I was interested too in what you say about state education and Drummond; I think the default position of governments until very recently has been that a vibrant public education system, free compulsory and secular, really is the main game, and private education is for those who for one reason or another want it, but not at the expense of the public. You will see from my most recent post that I take a very dark view indeed of recent developments. Too dark? That remains to be seen.
I don't recall my grandfather ever mentioning Drummond; he did talk about Peter Board though. Although my grandfather's Scots Presbyterian background, love of "home" (as he still called the Old Country) combined with love of the Australian bush and country people, and his generally conservative politics, would no doubt have made him very comfortable with your grandfather, I am afraid he was no great believer in the New State movement.
Thank you for this comment, Neil. I agree.

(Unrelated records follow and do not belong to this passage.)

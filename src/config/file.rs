//! TOML configuration file loading
//!
//! Supports `~/.config/fanout-hub/config.toml` as a persistent config source.
//! All fields are optional — the file is a partial overlay on top of defaults.

use std::path::{Path, PathBuf};

use serde::Deserialize;

use crate::Result;
use crate::assemble::ResponseShape;
use crate::dispatch::Extraction;
use crate::nodes::RowPolicy;

/// Top-level TOML configuration file schema
#[derive(Debug, Default, Deserialize)]
pub struct HubConfigFile {
    /// Hub identifier served on the info endpoint
    #[serde(default)]
    pub hub: Option<String>,

    /// Server configuration
    #[serde(default)]
    pub server: ServerFileConfig,

    /// Node source configuration
    #[serde(default)]
    pub nodes: NodesFileConfig,

    /// Fan-out configuration
    #[serde(default)]
    pub dispatch: DispatchFileConfig,

    /// Response configuration
    #[serde(default)]
    pub response: ResponseFileConfig,
}

/// Server configuration
#[derive(Debug, Default, Deserialize)]
pub struct ServerFileConfig {
    /// API server port
    pub port: Option<u16>,
}

/// Node source configuration
#[derive(Debug, Default, Deserialize)]
pub struct NodesFileConfig {
    /// Path to the node CSV file
    pub path: Option<String>,

    /// "lenient" or "strict"
    pub row_policy: Option<RowPolicy>,
}

/// Fan-out configuration
#[derive(Debug, Default, Deserialize)]
pub struct DispatchFileConfig {
    /// "result_field" or "raw"
    pub extraction: Option<Extraction>,

    /// Overall deadline for one query, in seconds
    pub request_deadline_secs: Option<u64>,
}

/// Response configuration
#[derive(Debug, Default, Deserialize)]
pub struct ResponseFileConfig {
    /// "merged" or "per_node"
    pub shape: Option<ResponseShape>,
}

/// Parse config file contents
///
/// # Errors
///
/// Returns error if the contents are not valid TOML for this schema
pub fn parse_config_file(content: &str) -> Result<HubConfigFile> {
    Ok(toml::from_str(content)?)
}

/// Load the TOML config file from `path`, or the standard path when `None`
///
/// Returns `HubConfigFile::default()` if the file doesn't exist or can't be parsed.
pub fn load_config_file(path: Option<&Path>) -> HubConfigFile {
    let Some(path) = path.map(Path::to_path_buf).or_else(config_file_path) else {
        return HubConfigFile::default();
    };

    if !path.exists() {
        return HubConfigFile::default();
    }

    match std::fs::read_to_string(&path) {
        Ok(content) => match parse_config_file(&content) {
            Ok(config) => {
                tracing::info!(path = %path.display(), "loaded config file");
                config
            }
            Err(e) => {
                tracing::warn!(
                    path = %path.display(),
                    error = %e,
                    "failed to parse config file, using defaults"
                );
                HubConfigFile::default()
            }
        },
        Err(e) => {
            tracing::warn!(
                path = %path.display(),
                error = %e,
                "failed to read config file"
            );
            HubConfigFile::default()
        }
    }
}

/// Return the config file path: `~/.config/fanout-hub/config.toml`
pub fn config_file_path() -> Option<PathBuf> {
    directories::BaseDirs::new().map(|d| d.config_dir().join("fanout-hub").join("config.toml"))
}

On the school issue, I have been playing around in my mind, thinking of having some fun, of writing a post showing what would happen if I was CEO of NSW Gov Ed Ltd and the full model was applied. You see, I think that the public school system could compete but if, and only if, it was allowed to do so. And there is the rub. I wonder how Cranbrook and Scots would go if the nearby state schools were free to cherry pick their (Cranbrook and Scots) best students?
I normally write as a historian, but for a lot of my professional life I worked as an economist so know the models pretty well. Will think about it.

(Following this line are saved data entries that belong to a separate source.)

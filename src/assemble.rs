//! Response assembly
//!
//! Shapes collected outcomes into the JSON contract returned to the caller.
//! The shape is a deployment profile; dispatch and collection are identical
//! for both.

use serde::{Deserialize, Serialize};

use crate::dispatch::{DispatchOutcome, merge_text};

/// Response shape a deployment serves
#[derive(Debug, Clone, Copy, Default, PartialEq, Eq, Serialize, Deserialize)]
#[serde(rename_all = "snake_case")]
pub enum ResponseShape {
    /// `{"result": "<payloads joined by newlines>"}`
    #[default]
    Merged,
    /// `[{"url", "type", "status", "body"}, ...]` in completion order
    PerNode,
}

impl std::str::FromStr for ResponseShape {
    type Err = String;

    fn from_str(s: &str) -> Result<Self, Self::Err> {
        match s.trim().to_ascii_lowercase().replace('-', "_").as_str() {
            "merged" => Ok(Self::Merged),
            "per_node" | "list" => Ok(Self::PerNode),
            other => Err(format!("unknown response shape '{other}' (expected merged or per_node)")),
        }
    }
}

/// One node's entry in a [`ResponseShape::PerNode`] response
#[derive(Debug, Clone, PartialEq, Eq, Serialize, Deserialize)]
pub struct NodeResult {
    pub url: String,
    #[serde(rename = "type", default, skip_serializing_if = "Option::is_none")]
    pub node_type: Option<String>,
    pub status: String,
    pub body: String,
}

impl From<DispatchOutcome> for NodeResult {
    fn from(outcome: DispatchOutcome) -> Self {
        Self {
            url: outcome.node_url,
            node_type: outcome.node_type,
            status: outcome.status,
            body: outcome.payload,
        }
    }
}

/// Aggregate returned to the caller
#[derive(Debug, Clone, PartialEq, Eq, Serialize, Deserialize)]
#[serde(untagged)]
pub enum AggregateResponse {
    Merged { result: String },
    PerNode(Vec<NodeResult>),
}

/// Shape collected outcomes into the response contract
#[must_use]
pub fn assemble(shape: ResponseShape, outcomes: Vec<DispatchOutcome>) -> AggregateResponse {
    match shape {
        ResponseShape::Merged => AggregateResponse::Merged {
            result: merge_text(&outcomes),
        },
        ResponseShape::PerNode => {
            AggregateResponse::PerNode(outcomes.into_iter().map(NodeResult::from).collect())
        }
    }
}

Peter Board was a pretty impressive man. If you look at his ADB article written by Harold Wyndham -http://www.adb.online.anu.edu.au/biogs/A070334b.htm - you will see what I mean.
Still on your granddad, because I have written up some of background material, I was thinking of taking your material and wrapping some historical context around it. Not sure that this would work, but it might make an interesting post. Any problems with this?

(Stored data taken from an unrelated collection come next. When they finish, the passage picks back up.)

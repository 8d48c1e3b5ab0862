//! Health check endpoints

use std::sync::Arc;

use axum::{Json, Router, extract::State, http::StatusCode, routing::get};
use serde::Serialize;

use super::ApiState;

/// Health check response
#[derive(Serialize)]
pub struct HealthResponse {
    pub status: &'static str,
    pub version: &'static str,
}

/// Detailed readiness response
#[derive(Serialize)]
pub struct ReadinessResponse {
    pub status: &'static str,
    pub checks: ReadinessChecks,
}

/// Individual readiness checks
#[derive(Serialize)]
pub struct ReadinessChecks {
    pub node_source: CheckResult,
}

/// Result of a single health check
#[derive(Serialize)]
pub struct CheckResult {
    pub status: &'static str,
    #[serde(skip_serializing_if = "Option::is_none")]
    pub message: Option<String>,
}

impl CheckResult {
    fn ok(message: impl Into<String>) -> Self {
        Self {
            status: "ok",
            message: Some(message.into()),
        }
    }

    fn fail(message: impl Into<String>) -> Self {
        Self {
            status: "fail",
            message: Some(message.into()),
        }
    }
}

/// Liveness probe - is the service running?
async fn health() -> Json<HealthResponse> {
    Json(HealthResponse {
        status: "ok",
        version: env!("CARGO_PKG_VERSION"),
    })
}

/// Readiness probe - can queries be answered right now?
async fn ready(State(state): State<Arc<ApiState>>) -> (StatusCode, Json<ReadinessResponse>) {
    let node_source = check_node_source(&state).await;
    let all_ok = node_source.status == "ok";

    let (status, http_status) = if all_ok {
        ("ok", StatusCode::OK)
    } else {
        ("degraded", StatusCode::SERVICE_UNAVAILABLE)
    };

    (
        http_status,
        Json(ReadinessResponse {
            status,
            checks: ReadinessChecks { node_source },
        }),
    )
}

/// Check the node source can be loaded
async fn check_node_source(state: &ApiState) -> CheckResult {
    match state.hub.nodes().await {
        Ok(nodes) => {
            let enabled = nodes.iter().filter(|n| n.enabled).count();
            CheckResult::ok(format!("{enabled} of {} nodes enabled", nodes.len()))
        }
        Err(e) => CheckResult::fail(e.to_string()),
    }
}

/// Build health router (liveness only, no state needed)
pub fn router() -> Router {
    Router::new().route("/health", get(health))
}

/// Build readiness router
pub fn ready_router(state: Arc<ApiState>) -> Router {
    Router::new().route("/ready", get(ready)).with_state(state)
}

Finally, on the new state, not everybody is perfect!
No problem, and I have another page (1906-the early 20s) to add when I get around to transcribing my mother's memoir.
As to your Scots/Cranbrook comment, I guess the result would be similar to what has happened as Sydney High creams off from, say, Matraville High and other former comprehensives...
And speaking of Sydney High, where I went, I remember back around 1957 listening to a talk by famous old boy Sir Earle Page. Don't ask me what he said though.
Thanks, Neil re use of the material on your grandfather. The Sydney high matraville example is relevant. If there were full scale competition, I would expect some of the private schools to complain very strongly.
Interesting re Page and Sydney High. Because Page and my grandfather were friends and I also knew Ulrich Ellis very well, I knew Page (more accurately of him) very well.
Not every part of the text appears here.